Problem to solve:
Where the line with "application CRC starts" appears below, start writing out lines exactly, and finish with the line with "pub fn application_end(&self)", which is included; write out nothing else.

Data:
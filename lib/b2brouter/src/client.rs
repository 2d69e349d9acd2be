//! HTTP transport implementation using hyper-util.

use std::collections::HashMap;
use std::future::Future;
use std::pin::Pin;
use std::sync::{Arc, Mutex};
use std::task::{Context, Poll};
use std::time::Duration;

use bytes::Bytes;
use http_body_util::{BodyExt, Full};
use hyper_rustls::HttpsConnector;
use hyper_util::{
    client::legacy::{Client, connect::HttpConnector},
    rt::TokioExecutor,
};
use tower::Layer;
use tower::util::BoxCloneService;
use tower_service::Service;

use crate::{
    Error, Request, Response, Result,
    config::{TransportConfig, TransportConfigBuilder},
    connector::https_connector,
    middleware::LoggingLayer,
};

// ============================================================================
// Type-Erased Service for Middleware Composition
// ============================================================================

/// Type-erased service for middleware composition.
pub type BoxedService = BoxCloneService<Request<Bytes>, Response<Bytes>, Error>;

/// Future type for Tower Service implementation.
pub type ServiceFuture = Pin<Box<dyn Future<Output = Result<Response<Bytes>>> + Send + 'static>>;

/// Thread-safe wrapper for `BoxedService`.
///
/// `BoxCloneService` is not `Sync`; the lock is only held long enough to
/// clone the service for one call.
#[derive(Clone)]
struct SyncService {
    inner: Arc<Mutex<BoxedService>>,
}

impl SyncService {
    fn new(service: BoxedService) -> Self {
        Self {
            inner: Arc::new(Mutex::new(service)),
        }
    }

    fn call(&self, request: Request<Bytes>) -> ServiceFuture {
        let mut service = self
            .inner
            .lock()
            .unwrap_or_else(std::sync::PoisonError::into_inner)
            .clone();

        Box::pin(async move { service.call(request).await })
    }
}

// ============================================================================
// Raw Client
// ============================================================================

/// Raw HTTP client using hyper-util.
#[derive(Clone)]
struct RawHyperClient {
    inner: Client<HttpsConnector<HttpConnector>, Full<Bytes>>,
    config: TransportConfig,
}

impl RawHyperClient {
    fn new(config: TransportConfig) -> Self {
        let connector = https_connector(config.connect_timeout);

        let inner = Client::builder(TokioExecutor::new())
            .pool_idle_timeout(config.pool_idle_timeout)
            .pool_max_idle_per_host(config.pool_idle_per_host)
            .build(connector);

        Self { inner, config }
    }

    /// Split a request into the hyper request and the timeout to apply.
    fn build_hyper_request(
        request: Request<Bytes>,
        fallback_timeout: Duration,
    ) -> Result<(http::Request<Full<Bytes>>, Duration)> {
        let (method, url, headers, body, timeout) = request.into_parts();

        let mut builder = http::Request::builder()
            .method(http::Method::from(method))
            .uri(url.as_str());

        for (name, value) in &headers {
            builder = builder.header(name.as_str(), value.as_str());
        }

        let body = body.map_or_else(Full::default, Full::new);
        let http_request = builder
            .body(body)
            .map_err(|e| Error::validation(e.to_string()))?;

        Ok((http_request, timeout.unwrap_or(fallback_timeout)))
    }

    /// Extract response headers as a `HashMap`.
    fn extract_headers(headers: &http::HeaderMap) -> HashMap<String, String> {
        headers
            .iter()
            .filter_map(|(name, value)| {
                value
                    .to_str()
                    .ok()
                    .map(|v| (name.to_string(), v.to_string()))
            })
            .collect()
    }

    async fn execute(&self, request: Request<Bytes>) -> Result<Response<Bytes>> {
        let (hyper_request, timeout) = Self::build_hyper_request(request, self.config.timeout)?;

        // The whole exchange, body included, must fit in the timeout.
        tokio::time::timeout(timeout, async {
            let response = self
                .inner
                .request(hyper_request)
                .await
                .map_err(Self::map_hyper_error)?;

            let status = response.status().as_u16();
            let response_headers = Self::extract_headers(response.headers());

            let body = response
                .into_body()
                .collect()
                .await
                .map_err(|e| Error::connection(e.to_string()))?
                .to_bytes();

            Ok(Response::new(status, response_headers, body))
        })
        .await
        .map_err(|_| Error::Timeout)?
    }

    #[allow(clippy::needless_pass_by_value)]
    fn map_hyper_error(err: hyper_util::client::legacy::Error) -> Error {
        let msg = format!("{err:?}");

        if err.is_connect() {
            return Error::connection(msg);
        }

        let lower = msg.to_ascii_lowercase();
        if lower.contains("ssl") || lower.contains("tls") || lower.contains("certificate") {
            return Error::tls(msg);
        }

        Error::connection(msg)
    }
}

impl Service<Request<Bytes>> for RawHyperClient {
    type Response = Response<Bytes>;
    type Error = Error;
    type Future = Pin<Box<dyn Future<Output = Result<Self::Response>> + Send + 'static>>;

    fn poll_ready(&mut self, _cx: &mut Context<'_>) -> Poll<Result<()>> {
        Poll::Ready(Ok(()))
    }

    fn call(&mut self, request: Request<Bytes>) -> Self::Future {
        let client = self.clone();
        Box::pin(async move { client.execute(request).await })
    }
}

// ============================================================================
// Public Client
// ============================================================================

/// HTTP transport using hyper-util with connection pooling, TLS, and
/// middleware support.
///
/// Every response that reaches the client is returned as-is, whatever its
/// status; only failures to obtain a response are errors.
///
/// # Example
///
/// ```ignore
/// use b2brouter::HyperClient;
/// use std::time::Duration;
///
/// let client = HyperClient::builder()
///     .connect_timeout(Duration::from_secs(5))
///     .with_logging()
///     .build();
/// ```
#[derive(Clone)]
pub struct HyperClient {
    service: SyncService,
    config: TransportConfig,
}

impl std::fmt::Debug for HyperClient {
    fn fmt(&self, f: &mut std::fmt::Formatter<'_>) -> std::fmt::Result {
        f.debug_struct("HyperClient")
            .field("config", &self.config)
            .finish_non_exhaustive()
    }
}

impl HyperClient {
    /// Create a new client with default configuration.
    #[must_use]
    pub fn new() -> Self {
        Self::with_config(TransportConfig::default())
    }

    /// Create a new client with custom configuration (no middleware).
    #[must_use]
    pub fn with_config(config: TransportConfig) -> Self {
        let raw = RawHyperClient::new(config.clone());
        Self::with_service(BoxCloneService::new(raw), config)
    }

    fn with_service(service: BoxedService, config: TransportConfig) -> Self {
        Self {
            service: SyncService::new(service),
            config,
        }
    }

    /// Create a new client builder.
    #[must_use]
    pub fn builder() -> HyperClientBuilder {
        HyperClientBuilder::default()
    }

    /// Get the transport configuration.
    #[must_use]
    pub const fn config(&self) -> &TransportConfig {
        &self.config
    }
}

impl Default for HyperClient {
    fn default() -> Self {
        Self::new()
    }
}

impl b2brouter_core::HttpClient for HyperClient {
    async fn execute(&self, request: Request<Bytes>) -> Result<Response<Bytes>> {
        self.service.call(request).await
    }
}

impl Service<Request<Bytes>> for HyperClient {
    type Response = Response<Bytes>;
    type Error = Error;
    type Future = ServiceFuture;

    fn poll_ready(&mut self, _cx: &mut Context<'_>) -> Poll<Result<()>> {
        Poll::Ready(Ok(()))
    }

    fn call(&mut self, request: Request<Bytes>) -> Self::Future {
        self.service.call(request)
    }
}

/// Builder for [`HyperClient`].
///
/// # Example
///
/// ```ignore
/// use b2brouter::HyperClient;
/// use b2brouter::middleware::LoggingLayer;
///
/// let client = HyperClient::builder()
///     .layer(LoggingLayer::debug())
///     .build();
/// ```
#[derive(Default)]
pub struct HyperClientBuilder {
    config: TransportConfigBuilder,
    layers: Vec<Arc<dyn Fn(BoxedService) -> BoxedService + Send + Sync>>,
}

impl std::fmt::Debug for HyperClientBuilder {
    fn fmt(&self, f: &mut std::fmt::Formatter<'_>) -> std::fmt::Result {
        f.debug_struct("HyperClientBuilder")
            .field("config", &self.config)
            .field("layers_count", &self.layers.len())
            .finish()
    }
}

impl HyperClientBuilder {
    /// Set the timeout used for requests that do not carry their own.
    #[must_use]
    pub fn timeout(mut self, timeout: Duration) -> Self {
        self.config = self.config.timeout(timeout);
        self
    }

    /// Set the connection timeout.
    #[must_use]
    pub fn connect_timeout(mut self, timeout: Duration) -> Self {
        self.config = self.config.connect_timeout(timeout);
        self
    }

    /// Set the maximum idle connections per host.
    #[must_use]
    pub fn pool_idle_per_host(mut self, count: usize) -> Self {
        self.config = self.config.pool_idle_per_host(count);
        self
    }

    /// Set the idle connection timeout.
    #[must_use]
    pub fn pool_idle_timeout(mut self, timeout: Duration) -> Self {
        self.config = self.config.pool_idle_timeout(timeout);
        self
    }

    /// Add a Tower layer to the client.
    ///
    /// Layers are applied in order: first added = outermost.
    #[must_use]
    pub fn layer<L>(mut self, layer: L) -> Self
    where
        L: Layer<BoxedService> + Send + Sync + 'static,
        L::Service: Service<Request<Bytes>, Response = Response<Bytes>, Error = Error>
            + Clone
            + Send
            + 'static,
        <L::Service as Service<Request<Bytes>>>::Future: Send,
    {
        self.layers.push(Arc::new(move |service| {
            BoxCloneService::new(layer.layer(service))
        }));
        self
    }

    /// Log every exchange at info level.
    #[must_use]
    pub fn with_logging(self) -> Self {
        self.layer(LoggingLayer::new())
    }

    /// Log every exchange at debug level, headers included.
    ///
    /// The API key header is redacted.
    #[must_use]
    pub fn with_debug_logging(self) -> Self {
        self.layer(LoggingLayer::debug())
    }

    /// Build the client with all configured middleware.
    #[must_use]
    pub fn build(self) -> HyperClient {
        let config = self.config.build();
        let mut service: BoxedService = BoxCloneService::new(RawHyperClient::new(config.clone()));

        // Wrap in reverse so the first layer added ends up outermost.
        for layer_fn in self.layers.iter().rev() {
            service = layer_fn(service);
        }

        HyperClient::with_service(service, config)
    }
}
* * *
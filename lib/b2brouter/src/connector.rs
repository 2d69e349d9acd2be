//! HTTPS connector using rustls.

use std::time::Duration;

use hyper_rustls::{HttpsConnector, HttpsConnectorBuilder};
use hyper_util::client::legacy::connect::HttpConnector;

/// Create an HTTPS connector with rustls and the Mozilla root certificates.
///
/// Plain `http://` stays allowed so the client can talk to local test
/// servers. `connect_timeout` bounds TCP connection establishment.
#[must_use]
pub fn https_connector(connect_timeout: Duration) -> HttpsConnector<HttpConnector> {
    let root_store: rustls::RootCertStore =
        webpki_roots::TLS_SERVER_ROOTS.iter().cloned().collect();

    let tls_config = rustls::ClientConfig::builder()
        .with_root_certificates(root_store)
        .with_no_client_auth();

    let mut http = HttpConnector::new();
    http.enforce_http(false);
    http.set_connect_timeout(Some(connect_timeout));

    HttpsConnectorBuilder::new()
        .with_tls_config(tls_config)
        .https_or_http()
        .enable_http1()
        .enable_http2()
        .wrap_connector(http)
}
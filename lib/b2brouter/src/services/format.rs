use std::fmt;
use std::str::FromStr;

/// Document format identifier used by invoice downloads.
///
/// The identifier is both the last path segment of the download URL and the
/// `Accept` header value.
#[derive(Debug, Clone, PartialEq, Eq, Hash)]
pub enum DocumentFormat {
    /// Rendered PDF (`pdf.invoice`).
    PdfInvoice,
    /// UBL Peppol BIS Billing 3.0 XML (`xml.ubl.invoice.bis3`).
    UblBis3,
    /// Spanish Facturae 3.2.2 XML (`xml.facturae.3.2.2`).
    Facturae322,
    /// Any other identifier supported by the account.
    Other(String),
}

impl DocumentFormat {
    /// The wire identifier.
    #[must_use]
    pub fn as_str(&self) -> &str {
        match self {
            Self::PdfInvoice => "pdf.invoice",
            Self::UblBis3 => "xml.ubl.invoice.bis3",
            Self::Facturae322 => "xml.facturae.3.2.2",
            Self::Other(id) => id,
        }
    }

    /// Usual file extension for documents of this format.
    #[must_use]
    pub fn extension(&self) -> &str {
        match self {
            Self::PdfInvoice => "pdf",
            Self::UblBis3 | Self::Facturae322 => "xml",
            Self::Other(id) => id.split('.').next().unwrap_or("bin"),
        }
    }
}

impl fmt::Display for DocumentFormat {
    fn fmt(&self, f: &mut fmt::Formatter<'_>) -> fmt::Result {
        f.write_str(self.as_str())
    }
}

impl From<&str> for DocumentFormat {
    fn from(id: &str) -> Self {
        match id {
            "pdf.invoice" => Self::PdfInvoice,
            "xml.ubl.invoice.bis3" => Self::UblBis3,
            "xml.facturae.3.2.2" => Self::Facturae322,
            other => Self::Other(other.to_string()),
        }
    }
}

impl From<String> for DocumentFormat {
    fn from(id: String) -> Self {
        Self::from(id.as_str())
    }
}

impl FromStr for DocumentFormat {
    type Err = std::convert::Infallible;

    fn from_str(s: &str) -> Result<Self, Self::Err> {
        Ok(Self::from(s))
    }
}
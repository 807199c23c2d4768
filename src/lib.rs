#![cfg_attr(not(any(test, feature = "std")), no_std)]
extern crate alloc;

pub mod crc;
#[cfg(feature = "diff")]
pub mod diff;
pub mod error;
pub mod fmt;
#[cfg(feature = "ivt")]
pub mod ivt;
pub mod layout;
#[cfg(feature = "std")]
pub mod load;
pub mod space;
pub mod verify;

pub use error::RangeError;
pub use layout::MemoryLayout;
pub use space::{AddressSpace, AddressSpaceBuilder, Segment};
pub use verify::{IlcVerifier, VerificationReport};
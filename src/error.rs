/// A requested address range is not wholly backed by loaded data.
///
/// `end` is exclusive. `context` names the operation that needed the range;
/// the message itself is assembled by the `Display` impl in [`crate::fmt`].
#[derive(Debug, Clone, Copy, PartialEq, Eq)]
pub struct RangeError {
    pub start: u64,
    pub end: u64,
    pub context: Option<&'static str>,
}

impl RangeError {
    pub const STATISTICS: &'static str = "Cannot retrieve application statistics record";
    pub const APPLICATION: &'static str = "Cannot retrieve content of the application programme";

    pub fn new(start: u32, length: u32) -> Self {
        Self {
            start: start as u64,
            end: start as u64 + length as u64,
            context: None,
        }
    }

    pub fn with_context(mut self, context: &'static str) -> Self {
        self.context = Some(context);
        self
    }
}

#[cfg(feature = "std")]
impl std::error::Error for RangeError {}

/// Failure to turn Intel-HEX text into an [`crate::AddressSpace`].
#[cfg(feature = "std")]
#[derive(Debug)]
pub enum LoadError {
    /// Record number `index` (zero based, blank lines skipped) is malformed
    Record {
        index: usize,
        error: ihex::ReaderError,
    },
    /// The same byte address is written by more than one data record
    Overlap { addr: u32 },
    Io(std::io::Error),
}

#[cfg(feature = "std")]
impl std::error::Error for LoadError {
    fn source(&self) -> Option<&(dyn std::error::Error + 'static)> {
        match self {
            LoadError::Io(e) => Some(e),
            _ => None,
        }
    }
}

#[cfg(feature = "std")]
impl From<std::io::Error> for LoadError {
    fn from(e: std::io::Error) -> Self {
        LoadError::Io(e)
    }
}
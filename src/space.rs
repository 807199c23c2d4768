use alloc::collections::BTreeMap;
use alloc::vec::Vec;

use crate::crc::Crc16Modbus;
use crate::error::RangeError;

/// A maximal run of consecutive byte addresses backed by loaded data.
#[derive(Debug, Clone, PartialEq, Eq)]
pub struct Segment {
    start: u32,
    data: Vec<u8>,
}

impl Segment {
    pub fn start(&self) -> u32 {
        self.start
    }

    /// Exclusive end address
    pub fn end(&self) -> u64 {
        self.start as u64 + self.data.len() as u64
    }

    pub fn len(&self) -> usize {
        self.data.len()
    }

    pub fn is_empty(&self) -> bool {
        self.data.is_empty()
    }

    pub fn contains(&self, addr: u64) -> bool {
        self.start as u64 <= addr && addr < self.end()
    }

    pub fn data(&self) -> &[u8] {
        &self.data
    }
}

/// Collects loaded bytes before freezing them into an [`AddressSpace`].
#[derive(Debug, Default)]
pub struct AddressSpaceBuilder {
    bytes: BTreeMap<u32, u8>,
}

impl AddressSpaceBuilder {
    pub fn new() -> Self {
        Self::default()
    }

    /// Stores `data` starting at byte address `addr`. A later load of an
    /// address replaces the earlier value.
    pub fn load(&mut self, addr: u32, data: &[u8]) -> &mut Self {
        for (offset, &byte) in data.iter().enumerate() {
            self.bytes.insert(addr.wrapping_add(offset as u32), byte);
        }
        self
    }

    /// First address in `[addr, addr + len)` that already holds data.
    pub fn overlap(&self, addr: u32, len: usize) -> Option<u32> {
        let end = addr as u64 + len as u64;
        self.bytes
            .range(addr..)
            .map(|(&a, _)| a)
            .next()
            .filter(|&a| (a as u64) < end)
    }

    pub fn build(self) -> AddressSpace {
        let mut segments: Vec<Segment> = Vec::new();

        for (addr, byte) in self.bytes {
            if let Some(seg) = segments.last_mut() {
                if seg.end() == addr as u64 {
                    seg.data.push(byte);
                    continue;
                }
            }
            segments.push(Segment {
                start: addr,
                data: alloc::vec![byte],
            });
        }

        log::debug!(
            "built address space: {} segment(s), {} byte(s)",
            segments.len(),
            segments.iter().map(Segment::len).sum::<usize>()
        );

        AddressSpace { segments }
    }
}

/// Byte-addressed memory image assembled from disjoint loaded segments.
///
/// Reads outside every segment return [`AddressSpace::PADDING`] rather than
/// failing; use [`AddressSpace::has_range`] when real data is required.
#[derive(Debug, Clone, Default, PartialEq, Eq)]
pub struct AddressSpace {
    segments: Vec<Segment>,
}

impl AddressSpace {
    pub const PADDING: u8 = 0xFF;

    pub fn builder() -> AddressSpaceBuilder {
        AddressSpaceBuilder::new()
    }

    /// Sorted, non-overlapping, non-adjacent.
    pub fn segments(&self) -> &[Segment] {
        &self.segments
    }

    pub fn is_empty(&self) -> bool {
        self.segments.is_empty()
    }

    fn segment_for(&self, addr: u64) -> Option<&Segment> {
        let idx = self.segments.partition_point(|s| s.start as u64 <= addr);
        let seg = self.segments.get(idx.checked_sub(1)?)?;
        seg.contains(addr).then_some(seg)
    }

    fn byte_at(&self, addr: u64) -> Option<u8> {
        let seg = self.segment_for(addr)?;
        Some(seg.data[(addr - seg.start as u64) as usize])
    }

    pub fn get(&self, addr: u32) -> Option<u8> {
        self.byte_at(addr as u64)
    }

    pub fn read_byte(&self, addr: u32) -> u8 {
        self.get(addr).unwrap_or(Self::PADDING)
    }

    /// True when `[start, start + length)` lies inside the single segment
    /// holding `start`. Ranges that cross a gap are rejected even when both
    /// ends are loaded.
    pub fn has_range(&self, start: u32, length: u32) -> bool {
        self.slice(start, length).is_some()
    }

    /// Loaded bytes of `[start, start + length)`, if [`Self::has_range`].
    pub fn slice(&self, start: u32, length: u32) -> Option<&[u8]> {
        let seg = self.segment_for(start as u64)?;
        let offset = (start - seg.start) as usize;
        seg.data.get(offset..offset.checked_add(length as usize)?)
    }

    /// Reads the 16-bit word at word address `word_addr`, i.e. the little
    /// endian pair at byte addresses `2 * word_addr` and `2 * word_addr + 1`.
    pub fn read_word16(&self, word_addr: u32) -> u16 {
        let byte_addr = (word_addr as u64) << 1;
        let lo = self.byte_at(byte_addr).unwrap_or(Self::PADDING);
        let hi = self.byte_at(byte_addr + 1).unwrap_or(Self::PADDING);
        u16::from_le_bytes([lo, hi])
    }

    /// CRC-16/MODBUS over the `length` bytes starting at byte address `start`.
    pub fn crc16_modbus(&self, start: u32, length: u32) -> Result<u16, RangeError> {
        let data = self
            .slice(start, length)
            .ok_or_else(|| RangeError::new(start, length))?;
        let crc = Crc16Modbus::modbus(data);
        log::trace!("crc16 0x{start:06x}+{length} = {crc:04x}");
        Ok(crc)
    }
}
==
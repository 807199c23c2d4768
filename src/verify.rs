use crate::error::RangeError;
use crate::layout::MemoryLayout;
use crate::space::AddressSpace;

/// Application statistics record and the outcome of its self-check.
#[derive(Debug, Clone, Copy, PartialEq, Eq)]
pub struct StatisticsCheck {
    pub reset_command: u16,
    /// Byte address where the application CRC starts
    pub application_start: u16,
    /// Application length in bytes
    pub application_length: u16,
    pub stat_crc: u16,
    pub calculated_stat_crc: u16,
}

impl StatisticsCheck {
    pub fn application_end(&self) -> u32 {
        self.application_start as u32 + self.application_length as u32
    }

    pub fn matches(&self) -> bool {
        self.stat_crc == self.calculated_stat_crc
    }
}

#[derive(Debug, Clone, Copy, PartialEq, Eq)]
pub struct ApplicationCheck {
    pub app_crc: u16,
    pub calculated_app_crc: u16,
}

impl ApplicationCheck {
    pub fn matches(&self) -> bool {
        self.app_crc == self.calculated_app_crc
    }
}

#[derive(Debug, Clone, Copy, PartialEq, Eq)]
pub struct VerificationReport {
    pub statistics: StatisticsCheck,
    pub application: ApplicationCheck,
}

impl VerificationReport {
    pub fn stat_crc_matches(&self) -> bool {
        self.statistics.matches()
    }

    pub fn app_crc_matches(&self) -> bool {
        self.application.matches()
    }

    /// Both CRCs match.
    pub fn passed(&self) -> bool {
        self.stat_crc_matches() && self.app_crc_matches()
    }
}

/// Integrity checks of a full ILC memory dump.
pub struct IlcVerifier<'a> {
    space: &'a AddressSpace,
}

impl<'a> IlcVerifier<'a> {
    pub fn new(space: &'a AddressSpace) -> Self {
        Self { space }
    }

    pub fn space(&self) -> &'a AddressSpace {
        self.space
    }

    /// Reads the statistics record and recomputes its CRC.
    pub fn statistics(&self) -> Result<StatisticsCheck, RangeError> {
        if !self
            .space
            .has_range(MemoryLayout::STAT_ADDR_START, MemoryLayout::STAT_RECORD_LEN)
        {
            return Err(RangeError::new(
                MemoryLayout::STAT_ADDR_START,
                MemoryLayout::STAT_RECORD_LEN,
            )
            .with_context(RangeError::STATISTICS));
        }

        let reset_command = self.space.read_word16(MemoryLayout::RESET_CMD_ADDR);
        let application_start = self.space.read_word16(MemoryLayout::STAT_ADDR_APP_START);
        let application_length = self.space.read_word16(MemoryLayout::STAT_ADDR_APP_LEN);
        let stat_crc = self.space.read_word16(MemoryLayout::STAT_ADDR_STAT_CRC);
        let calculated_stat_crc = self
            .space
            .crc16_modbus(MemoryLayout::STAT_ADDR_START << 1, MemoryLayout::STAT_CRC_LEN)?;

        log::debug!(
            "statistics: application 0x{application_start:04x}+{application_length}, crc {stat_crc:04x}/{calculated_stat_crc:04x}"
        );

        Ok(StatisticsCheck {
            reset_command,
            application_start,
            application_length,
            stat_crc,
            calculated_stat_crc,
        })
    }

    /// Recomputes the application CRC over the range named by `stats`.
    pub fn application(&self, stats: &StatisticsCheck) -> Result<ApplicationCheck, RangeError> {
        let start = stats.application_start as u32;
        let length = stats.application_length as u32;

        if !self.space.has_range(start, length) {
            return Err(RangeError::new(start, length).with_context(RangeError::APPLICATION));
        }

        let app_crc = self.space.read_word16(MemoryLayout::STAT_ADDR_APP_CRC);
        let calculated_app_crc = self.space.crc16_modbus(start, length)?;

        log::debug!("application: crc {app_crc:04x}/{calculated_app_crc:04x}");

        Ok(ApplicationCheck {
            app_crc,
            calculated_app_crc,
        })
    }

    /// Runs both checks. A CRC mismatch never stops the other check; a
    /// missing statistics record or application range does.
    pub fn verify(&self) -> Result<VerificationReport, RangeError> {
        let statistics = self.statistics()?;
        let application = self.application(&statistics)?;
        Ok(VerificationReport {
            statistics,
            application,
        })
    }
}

Solution:
    /// Byte address where the application CRC starts
    pub application_start: u16,
    /// Application length in bytes
    pub application_length: u16,
    pub stat_crc: u16,
    pub calculated_stat_crc: u16,
}

impl StatisticsCheck {
    pub fn application_end(&self) -> u32 {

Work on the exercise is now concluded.